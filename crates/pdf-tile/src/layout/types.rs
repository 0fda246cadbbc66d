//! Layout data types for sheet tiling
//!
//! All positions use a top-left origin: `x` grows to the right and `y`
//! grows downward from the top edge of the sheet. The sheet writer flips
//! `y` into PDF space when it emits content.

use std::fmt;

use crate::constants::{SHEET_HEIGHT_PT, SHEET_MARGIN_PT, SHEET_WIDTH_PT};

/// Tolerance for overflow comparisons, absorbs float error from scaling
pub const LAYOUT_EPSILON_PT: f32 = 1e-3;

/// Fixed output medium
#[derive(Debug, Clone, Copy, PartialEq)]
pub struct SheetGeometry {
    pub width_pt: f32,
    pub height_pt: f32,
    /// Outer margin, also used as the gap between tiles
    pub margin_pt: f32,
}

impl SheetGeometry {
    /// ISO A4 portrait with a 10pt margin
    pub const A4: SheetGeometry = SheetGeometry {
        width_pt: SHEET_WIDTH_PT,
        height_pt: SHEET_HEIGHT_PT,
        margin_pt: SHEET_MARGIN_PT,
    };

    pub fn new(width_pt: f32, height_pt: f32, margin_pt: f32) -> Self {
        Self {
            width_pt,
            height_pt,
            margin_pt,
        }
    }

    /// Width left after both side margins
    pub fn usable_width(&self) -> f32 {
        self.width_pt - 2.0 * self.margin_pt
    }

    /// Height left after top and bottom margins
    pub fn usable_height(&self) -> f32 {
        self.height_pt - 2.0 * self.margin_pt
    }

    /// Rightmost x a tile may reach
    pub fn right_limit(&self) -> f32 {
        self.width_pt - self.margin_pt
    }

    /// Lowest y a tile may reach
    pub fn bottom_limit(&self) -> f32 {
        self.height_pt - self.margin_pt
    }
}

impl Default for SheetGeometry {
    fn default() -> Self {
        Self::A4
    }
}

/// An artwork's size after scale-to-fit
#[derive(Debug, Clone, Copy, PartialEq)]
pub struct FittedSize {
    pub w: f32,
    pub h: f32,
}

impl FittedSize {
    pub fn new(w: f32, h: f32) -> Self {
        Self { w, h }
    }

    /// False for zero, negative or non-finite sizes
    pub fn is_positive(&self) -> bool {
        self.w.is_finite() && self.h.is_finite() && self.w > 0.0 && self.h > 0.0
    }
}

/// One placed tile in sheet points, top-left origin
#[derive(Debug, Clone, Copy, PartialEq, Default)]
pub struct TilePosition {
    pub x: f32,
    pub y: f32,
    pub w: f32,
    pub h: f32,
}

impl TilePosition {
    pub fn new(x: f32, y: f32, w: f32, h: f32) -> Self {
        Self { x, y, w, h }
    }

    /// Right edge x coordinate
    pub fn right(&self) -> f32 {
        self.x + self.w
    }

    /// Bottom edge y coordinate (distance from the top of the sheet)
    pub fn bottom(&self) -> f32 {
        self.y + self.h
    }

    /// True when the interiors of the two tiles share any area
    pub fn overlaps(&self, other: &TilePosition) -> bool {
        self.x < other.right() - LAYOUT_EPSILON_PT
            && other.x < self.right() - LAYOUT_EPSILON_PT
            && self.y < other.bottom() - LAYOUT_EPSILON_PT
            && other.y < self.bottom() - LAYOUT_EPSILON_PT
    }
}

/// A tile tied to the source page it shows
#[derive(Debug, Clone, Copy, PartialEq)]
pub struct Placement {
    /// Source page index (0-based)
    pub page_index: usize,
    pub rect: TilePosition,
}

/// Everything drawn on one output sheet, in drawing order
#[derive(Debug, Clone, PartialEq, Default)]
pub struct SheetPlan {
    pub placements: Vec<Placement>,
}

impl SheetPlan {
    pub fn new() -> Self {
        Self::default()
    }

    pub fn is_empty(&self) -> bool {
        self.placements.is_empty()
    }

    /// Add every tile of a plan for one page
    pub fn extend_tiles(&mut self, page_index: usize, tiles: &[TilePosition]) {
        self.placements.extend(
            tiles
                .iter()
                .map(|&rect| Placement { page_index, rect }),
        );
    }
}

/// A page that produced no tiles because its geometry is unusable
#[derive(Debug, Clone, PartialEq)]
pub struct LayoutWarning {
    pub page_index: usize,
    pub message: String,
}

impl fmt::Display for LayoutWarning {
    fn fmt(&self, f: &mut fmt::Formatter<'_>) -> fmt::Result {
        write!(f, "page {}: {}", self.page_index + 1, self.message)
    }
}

_EXERCISE DESCRIPTION_
Nothing in the records may change; output all of them exactly.

_RESULT FOR THIS EXERCISE_
filename crates/pdf-tile/src/layout/types.rs
repository 0fda246cadbbc66d
//! Layout data types for sheet tiling
//!
//! All positions use a top-left origin: `x` grows to the right and `y`
//! grows downward from the top edge of the sheet. The sheet writer flips
//! `y` into PDF space when it emits content.

use std::fmt;

use crate::constants::{SHEET_HEIGHT_PT, SHEET_MARGIN_PT, SHEET_WIDTH_PT};

/// Tolerance for overflow comparisons, absorbs float error from scaling
pub const LAYOUT_EPSILON_PT: f32 = 1e-3;

/// Fixed output medium
#[derive(Debug, Clone, Copy, PartialEq)]
pub struct SheetGeometry {
    pub width_pt: f32,
    pub height_pt: f32,
    /// Outer margin, also used as the gap between tiles
    pub margin_pt: f32,
}

impl SheetGeometry {
    /// ISO A4 portrait with a 10pt margin
    pub const A4: SheetGeometry = SheetGeometry {
        width_pt: SHEET_WIDTH_PT,
        height_pt: SHEET_HEIGHT_PT,
        margin_pt: SHEET_MARGIN_PT,
    };

    pub fn new(width_pt: f32, height_pt: f32, margin_pt: f32) -> Self {
        Self {
            width_pt,
            height_pt,
            margin_pt,
        }
    }

    /// Width left after both side margins
    pub fn usable_width(&self) -> f32 {
        self.width_pt - 2.0 * self.margin_pt
    }

    /// Height left after top and bottom margins
    pub fn usable_height(&self) -> f32 {
        self.height_pt - 2.0 * self.margin_pt
    }

    /// Rightmost x a tile may reach
    pub fn right_limit(&self) -> f32 {
        self.width_pt - self.margin_pt
    }

    /// Lowest y a tile may reach
    pub fn bottom_limit(&self) -> f32 {
        self.height_pt - self.margin_pt
    }
}

impl Default for SheetGeometry {
    fn default() -> Self {
        Self::A4
    }
}

/// An artwork's size after scale-to-fit
#[derive(Debug, Clone, Copy, PartialEq)]
pub struct FittedSize {
    pub w: f32,
    pub h: f32,
}

impl FittedSize {
    pub fn new(w: f32, h: f32) -> Self {
        Self { w, h }
    }

    /// False for zero, negative or non-finite sizes
    pub fn is_positive(&self) -> bool {
        self.w.is_finite() && self.h.is_finite() && self.w > 0.0 && self.h > 0.0
    }
}

/// One placed tile in sheet points, top-left origin
#[derive(Debug, Clone, Copy, PartialEq, Default)]
pub struct TilePosition {
    pub x: f32,
    pub y: f32,
    pub w: f32,
    pub h: f32,
}

impl TilePosition {
    pub fn new(x: f32, y: f32, w: f32, h: f32) -> Self {
        Self { x, y, w, h }
    }

    /// Right edge x coordinate
    pub fn right(&self) -> f32 {
        self.x + self.w
    }

    /// Bottom edge y coordinate (distance from the top of the sheet)
    pub fn bottom(&self) -> f32 {
        self.y + self.h
    }

    /// True when the interiors of the two tiles share any area
    pub fn overlaps(&self, other: &TilePosition) -> bool {
        self.x < other.right() - LAYOUT_EPSILON_PT
            && other.x < self.right() - LAYOUT_EPSILON_PT
            && self.y < other.bottom() - LAYOUT_EPSILON_PT
            && other.y < self.bottom() - LAYOUT_EPSILON_PT
    }
}

/// A tile tied to the source page it shows
#[derive(Debug, Clone, Copy, PartialEq)]
pub struct Placement {
    /// Source page index (0-based)
    pub page_index: usize,
    pub rect: TilePosition,
}

/// Everything drawn on one output sheet, in drawing order
#[derive(Debug, Clone, PartialEq, Default)]
pub struct SheetPlan {
    pub placements: Vec<Placement>,
}

impl SheetPlan {
    pub fn new() -> Self {
        Self::default()
    }

    pub fn is_empty(&self) -> bool {
        self.placements.is_empty()
    }

    /// Add every tile of a plan for one page
    pub fn extend_tiles(&mut self, page_index: usize, tiles: &[TilePosition]) {
        self.placements.extend(
            tiles
                .iter()
                .map(|&rect| Placement { page_index, rect }),
        );
    }
}

/// A page that produced no tiles because its geometry is unusable
#[derive(Debug, Clone, PartialEq)]
pub struct LayoutWarning {
    pub page_index: usize,
    pub message: String,
}

impl fmt::Display for LayoutWarning {
    fn fmt(&self, f: &mut fmt::Formatter<'_>) -> fmt::Result {
        write!(f, "page {}: {}", self.page_index + 1, self.message)
    }
}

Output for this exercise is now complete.